(Exercise requirements):
Below are the entries; return every line among them that holds the word "LLMService".
** Supplied records follows **
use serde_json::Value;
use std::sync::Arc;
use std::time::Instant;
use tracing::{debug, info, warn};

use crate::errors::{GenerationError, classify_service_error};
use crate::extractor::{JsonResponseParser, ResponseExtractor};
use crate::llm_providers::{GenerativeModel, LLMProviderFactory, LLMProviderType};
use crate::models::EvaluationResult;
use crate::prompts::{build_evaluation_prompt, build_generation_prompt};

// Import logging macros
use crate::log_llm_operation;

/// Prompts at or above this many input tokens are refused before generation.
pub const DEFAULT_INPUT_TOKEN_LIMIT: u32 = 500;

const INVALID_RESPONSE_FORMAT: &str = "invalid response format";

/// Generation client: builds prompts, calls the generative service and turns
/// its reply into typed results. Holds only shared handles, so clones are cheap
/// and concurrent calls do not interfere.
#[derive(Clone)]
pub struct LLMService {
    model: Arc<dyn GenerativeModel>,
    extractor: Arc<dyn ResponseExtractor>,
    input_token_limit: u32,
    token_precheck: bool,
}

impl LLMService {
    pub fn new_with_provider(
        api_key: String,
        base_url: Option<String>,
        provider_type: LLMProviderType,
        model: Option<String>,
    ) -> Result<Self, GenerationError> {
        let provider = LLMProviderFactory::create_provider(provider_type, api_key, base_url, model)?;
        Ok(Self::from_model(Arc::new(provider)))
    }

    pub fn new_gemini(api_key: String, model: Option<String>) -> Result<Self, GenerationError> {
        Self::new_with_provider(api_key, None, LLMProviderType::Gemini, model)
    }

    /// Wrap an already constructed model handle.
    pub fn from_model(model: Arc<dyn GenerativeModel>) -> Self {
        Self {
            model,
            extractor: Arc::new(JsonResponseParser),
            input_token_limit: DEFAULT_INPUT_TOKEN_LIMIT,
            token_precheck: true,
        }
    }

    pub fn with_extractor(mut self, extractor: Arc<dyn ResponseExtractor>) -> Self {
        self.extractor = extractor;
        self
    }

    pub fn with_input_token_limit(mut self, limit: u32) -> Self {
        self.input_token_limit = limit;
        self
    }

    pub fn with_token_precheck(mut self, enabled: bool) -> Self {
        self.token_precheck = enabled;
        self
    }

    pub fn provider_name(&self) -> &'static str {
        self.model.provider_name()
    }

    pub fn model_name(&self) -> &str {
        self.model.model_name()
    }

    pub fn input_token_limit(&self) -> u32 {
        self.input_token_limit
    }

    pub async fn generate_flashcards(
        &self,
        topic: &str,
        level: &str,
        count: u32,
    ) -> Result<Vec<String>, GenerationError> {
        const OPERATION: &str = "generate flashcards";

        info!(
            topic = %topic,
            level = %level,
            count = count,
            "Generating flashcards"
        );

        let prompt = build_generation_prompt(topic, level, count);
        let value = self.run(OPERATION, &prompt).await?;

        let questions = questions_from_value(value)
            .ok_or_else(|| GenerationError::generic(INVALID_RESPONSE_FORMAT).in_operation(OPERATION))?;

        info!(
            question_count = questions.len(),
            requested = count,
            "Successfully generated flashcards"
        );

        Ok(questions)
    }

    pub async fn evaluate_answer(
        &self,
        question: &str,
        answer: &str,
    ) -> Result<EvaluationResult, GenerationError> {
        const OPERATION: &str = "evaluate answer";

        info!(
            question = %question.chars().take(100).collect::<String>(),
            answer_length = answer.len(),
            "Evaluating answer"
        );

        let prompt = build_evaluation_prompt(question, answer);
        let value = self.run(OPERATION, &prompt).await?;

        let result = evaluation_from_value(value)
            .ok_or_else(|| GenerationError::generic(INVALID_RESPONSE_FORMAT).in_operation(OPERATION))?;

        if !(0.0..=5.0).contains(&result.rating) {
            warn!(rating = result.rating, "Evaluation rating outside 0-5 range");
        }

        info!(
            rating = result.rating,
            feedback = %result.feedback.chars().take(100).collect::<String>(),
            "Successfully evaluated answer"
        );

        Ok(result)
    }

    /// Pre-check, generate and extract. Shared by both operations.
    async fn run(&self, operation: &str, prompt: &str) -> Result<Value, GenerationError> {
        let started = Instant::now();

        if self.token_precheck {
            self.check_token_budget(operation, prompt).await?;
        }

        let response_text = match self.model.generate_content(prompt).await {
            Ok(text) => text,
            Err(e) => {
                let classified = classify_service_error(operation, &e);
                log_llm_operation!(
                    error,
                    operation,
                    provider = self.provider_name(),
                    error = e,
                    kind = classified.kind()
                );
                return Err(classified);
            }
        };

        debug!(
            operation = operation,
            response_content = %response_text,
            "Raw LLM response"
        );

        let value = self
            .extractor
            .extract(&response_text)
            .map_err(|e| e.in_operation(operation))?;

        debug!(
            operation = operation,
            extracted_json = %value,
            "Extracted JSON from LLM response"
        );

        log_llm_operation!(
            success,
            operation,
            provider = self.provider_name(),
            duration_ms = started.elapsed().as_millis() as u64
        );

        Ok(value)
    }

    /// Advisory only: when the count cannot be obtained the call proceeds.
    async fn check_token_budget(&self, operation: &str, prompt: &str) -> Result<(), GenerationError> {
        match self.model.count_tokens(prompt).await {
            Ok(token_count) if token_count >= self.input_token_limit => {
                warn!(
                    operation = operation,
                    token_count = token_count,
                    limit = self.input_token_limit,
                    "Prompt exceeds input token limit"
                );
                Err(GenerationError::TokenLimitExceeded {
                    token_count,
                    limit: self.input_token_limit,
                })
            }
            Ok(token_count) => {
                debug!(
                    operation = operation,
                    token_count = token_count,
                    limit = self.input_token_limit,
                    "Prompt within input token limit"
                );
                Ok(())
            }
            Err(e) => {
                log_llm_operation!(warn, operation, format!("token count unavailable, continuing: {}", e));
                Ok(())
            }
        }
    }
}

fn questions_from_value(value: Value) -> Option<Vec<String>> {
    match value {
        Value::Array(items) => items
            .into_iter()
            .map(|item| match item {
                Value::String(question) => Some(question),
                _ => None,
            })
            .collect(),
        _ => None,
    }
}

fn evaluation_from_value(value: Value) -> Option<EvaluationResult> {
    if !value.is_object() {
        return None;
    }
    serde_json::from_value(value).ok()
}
** End of Supplied records **
(Solution to this exercise):
pub struct LLMService {
impl LLMService {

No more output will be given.